*** Given records Section Begins ***
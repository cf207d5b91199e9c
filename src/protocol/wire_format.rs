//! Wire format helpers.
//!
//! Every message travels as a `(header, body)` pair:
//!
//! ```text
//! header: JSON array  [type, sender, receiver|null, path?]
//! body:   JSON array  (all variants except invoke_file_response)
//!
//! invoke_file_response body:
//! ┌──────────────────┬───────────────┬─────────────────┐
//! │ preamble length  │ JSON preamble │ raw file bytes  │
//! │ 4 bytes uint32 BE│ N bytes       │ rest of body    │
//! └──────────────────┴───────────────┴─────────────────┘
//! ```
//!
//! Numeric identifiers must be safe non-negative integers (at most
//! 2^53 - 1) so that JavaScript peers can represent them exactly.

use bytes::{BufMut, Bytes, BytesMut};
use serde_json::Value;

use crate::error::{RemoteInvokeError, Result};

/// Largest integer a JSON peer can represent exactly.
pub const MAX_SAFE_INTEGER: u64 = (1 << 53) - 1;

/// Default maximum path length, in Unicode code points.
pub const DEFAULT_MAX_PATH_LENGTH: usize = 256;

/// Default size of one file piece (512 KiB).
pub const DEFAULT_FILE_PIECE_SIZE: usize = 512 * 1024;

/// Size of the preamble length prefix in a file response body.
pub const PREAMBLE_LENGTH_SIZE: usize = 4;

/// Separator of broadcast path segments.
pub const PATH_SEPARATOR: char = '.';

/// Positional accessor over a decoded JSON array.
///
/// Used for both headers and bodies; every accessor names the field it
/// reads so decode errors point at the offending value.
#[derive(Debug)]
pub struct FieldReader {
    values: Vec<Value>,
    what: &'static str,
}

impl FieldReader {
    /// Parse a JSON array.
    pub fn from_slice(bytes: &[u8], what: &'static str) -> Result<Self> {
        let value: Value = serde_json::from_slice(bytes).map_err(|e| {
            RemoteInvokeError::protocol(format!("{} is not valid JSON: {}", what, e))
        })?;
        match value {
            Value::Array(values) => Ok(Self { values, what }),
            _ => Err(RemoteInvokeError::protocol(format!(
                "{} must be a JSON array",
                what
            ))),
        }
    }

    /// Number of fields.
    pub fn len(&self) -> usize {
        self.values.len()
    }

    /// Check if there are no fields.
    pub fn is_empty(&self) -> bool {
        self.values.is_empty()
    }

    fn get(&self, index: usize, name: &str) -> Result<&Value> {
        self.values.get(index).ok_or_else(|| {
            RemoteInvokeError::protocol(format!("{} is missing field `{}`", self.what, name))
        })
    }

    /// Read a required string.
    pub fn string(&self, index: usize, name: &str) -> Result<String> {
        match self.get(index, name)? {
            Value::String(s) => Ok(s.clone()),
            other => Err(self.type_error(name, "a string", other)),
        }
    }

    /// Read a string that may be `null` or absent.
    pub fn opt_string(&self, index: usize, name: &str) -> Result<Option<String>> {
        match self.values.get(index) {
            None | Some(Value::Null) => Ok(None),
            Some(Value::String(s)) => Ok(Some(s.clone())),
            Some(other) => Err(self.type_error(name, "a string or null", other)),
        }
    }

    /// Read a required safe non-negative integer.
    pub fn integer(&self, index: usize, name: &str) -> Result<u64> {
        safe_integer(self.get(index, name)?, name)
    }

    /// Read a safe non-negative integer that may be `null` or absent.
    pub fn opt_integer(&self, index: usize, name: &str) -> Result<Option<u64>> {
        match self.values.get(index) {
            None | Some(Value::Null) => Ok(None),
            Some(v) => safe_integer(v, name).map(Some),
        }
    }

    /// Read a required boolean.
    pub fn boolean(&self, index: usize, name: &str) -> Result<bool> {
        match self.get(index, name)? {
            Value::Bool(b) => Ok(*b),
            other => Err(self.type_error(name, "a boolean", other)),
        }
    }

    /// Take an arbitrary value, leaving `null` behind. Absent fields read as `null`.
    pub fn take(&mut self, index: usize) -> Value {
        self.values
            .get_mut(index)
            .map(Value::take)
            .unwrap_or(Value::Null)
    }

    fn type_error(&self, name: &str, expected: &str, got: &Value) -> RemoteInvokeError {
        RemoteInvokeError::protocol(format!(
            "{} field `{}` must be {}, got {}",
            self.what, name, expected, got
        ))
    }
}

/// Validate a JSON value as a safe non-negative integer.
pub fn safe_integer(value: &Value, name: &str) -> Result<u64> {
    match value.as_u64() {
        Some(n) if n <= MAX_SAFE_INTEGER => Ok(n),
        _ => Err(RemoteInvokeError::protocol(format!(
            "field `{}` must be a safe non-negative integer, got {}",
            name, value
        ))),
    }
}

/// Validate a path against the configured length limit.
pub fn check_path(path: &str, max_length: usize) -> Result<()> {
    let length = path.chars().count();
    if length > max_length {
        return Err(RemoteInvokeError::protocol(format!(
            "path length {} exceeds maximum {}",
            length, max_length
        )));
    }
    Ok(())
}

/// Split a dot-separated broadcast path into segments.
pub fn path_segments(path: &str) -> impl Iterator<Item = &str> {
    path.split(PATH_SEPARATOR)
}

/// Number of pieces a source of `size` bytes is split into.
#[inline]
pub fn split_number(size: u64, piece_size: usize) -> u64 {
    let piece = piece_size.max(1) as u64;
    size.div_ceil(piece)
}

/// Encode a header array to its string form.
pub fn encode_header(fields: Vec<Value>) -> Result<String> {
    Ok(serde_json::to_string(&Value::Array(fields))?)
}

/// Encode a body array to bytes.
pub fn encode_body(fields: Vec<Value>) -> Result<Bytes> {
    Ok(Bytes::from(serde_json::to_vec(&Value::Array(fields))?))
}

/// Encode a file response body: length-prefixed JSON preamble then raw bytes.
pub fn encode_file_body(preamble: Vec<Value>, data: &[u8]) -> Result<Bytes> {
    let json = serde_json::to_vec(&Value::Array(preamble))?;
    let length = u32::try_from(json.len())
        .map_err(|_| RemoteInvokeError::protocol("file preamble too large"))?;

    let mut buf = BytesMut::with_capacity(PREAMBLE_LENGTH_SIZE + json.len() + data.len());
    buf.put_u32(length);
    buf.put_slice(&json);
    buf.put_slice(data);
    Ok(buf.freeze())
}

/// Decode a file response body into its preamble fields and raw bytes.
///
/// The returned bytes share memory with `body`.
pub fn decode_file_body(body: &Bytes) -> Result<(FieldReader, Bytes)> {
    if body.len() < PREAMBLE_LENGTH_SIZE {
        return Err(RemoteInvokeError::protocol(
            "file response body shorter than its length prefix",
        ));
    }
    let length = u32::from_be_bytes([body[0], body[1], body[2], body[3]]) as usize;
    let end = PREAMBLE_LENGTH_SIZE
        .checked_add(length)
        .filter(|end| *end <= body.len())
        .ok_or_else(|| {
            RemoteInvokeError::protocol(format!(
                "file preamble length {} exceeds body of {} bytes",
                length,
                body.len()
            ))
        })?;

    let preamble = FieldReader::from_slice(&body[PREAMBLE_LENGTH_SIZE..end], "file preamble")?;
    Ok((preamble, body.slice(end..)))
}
*** Given records Section Ends ***
*** Given records Section Begins ***
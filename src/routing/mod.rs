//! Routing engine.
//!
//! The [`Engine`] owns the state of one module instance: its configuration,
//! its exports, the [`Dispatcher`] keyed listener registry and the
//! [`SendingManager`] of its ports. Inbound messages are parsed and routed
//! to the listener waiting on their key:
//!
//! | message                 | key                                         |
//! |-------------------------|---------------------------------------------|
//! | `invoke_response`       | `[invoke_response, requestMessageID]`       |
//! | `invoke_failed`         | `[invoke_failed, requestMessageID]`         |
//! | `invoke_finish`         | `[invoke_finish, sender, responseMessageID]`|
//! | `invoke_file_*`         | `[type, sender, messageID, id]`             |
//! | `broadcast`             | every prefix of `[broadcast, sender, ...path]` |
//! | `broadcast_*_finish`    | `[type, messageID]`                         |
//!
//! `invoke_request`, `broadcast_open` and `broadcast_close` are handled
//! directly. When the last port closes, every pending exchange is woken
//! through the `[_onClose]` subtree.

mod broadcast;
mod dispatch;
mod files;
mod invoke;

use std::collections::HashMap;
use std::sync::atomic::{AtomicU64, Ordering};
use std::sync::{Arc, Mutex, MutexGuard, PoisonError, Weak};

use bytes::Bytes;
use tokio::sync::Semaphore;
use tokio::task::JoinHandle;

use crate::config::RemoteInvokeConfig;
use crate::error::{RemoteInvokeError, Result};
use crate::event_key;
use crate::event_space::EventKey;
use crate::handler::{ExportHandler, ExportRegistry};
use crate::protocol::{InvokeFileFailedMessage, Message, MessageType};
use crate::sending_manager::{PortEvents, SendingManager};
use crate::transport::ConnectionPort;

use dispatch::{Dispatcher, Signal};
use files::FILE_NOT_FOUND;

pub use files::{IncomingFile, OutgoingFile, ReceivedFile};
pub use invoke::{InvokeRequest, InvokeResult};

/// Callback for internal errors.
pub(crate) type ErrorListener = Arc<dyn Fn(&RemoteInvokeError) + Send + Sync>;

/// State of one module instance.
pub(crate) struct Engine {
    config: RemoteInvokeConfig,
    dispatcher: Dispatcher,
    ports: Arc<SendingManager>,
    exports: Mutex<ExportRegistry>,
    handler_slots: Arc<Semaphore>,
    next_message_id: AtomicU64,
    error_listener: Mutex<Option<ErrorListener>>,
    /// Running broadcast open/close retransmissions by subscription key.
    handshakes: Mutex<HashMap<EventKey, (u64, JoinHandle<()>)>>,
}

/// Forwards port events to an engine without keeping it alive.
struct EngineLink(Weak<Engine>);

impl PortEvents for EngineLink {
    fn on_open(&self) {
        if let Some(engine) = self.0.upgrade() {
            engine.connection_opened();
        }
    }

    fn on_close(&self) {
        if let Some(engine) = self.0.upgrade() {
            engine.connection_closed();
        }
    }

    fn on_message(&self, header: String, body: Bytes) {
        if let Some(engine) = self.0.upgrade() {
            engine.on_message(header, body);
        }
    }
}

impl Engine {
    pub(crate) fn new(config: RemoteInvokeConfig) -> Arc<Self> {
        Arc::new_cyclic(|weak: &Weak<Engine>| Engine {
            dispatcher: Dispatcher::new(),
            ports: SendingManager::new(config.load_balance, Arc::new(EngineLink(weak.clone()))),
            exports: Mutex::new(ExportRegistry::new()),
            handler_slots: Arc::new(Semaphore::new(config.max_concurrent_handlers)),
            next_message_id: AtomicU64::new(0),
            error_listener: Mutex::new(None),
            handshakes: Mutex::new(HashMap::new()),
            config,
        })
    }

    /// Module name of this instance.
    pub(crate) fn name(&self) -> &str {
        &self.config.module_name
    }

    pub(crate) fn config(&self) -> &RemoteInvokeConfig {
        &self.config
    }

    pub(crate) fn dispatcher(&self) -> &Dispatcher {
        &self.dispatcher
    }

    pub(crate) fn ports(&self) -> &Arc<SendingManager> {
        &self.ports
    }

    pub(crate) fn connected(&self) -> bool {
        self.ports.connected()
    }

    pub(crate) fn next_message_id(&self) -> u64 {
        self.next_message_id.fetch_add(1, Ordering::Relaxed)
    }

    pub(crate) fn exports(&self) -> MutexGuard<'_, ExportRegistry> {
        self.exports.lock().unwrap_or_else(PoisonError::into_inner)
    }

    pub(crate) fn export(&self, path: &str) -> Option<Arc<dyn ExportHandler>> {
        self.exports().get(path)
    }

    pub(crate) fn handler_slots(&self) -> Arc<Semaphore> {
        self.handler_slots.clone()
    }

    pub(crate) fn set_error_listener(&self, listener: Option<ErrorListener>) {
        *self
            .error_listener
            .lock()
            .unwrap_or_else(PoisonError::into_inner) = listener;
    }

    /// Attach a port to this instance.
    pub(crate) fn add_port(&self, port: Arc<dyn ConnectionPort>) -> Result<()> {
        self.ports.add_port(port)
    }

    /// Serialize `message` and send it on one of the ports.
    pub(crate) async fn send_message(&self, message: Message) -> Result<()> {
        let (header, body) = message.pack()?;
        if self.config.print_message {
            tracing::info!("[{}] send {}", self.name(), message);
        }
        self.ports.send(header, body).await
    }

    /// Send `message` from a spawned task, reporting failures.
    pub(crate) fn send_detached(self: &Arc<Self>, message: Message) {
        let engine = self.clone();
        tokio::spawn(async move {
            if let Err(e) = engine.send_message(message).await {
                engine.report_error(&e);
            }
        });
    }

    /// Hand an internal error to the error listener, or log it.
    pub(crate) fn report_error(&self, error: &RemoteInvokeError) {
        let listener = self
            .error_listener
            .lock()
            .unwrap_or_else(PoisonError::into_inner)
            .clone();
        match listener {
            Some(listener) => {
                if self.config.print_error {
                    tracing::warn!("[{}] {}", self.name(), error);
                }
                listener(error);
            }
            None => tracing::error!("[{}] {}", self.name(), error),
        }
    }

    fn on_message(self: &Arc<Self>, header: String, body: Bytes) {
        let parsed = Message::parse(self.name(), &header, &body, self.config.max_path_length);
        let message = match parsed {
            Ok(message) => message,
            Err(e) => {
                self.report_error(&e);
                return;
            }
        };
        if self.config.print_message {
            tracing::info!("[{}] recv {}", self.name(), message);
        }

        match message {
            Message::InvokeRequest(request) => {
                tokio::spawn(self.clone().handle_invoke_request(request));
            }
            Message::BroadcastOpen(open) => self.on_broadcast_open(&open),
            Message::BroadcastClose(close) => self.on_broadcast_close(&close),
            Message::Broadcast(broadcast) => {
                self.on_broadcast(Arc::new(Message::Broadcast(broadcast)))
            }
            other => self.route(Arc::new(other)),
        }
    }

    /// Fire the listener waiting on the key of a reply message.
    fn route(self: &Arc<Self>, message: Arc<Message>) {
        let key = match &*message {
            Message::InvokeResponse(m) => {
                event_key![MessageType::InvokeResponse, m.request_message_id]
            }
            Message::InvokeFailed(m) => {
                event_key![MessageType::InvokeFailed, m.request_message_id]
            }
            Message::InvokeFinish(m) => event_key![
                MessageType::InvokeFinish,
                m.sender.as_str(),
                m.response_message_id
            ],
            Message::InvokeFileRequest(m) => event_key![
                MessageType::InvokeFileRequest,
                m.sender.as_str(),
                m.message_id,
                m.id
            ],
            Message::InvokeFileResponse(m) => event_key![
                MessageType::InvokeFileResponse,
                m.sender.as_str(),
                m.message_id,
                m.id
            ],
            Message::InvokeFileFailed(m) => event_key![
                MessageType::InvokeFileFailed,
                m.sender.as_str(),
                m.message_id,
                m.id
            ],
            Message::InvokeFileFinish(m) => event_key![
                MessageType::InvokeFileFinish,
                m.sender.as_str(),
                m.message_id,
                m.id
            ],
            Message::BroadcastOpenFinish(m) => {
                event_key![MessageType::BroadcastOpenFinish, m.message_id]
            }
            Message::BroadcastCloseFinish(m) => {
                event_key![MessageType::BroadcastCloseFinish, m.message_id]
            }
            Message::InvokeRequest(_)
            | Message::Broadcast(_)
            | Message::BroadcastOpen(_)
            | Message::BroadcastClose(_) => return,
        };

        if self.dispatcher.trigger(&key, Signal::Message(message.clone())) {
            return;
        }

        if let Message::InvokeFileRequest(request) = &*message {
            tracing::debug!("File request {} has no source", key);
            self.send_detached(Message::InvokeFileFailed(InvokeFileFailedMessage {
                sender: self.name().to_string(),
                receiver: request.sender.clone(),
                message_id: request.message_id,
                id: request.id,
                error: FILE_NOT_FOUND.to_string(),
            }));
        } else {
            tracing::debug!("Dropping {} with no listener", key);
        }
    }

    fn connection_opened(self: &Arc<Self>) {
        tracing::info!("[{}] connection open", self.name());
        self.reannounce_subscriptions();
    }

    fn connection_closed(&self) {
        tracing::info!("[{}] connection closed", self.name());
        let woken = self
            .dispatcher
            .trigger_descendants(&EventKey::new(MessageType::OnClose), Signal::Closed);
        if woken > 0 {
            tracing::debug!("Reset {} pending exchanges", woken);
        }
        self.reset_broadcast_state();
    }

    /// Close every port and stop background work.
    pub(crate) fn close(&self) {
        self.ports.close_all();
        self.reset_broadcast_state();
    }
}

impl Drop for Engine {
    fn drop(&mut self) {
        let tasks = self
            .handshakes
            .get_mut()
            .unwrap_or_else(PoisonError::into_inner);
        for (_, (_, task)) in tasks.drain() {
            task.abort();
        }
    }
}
*** Given records Section Ends ***
*** Given records Section Begins ***
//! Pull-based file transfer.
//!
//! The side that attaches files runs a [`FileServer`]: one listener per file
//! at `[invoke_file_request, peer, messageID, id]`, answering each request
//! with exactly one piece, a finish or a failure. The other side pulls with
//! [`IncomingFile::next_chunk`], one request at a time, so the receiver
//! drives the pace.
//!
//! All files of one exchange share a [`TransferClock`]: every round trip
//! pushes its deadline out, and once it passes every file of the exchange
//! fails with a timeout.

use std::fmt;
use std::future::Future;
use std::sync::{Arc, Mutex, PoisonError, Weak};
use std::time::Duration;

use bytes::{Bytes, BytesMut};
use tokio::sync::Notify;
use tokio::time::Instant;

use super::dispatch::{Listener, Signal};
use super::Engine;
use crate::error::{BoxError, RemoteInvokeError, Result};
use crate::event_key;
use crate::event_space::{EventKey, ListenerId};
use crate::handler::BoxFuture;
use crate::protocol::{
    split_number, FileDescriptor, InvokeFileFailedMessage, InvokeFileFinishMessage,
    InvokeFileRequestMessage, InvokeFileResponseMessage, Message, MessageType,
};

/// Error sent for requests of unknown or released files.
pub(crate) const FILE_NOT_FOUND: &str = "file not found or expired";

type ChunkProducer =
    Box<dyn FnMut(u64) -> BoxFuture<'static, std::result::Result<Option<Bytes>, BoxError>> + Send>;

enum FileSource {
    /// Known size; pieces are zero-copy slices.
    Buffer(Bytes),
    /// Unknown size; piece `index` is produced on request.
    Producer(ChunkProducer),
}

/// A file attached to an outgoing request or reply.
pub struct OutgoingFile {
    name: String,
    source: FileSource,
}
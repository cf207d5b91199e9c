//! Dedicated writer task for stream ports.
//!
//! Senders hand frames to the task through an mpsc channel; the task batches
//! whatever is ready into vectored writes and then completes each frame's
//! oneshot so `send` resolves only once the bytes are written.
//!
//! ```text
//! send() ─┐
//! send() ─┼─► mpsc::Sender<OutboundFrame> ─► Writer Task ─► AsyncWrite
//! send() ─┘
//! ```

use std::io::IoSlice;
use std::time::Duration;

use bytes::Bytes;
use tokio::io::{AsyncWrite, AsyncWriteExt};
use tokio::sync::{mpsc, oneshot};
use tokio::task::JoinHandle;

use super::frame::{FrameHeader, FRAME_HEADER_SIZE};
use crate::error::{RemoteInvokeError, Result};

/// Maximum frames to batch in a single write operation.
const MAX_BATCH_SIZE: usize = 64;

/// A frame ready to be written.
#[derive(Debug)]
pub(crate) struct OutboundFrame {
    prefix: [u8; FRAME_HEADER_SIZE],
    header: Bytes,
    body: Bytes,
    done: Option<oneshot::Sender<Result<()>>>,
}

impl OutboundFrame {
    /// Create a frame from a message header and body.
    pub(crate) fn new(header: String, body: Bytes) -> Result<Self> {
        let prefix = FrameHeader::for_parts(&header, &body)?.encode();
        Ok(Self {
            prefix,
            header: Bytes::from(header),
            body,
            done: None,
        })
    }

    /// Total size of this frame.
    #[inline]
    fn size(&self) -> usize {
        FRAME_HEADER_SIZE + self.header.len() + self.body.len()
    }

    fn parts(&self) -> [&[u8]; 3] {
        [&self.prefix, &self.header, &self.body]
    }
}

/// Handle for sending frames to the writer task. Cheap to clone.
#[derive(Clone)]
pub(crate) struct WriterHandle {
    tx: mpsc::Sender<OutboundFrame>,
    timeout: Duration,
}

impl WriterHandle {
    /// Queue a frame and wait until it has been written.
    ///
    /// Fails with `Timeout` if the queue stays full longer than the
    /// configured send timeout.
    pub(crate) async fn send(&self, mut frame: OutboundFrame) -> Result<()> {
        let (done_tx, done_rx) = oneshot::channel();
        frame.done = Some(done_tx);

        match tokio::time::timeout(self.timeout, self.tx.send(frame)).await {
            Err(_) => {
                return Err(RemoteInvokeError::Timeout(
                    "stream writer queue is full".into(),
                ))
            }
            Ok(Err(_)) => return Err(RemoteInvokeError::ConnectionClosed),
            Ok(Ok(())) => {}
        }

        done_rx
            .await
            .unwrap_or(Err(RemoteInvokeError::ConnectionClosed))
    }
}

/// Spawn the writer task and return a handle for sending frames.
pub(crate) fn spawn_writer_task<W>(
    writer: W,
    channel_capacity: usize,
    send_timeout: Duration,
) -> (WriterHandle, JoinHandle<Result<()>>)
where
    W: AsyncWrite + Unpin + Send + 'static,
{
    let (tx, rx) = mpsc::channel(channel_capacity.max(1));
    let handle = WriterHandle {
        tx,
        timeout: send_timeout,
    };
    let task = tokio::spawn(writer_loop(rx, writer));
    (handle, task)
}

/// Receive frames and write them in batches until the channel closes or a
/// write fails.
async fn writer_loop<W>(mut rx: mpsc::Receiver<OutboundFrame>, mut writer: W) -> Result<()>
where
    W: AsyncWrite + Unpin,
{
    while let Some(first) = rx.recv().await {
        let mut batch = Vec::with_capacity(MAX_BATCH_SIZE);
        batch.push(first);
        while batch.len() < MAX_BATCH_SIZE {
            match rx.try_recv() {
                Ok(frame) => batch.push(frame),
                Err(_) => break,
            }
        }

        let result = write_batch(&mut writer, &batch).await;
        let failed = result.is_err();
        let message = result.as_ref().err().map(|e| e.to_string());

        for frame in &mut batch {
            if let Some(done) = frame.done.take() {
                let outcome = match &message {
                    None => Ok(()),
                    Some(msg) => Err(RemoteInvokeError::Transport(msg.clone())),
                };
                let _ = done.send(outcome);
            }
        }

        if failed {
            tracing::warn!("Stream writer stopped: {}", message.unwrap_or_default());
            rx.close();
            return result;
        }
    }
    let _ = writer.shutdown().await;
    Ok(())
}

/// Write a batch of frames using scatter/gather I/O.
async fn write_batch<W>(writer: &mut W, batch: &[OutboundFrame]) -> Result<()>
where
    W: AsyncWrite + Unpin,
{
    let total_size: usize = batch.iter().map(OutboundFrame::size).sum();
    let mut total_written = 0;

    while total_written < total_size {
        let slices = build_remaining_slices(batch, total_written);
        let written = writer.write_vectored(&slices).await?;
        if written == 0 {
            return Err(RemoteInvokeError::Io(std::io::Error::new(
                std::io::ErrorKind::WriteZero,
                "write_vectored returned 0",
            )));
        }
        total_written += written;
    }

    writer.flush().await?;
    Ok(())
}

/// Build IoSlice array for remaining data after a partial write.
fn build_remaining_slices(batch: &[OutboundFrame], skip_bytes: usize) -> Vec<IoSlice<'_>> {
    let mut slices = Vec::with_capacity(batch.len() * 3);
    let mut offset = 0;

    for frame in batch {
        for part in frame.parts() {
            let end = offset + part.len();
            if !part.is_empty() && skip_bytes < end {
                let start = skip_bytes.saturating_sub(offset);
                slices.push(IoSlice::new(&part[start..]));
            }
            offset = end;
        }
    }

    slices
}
*** Given records Section Ends ***
_Problem statement_
Look for the word "FrameHeader" in every line of the listing and copy the lines that have it.

_Answer to this exercise_
use super::frame::{FrameHeader, FRAME_HEADER_SIZE};
        let prefix = FrameHeader::for_parts(&header, &body)?.encode();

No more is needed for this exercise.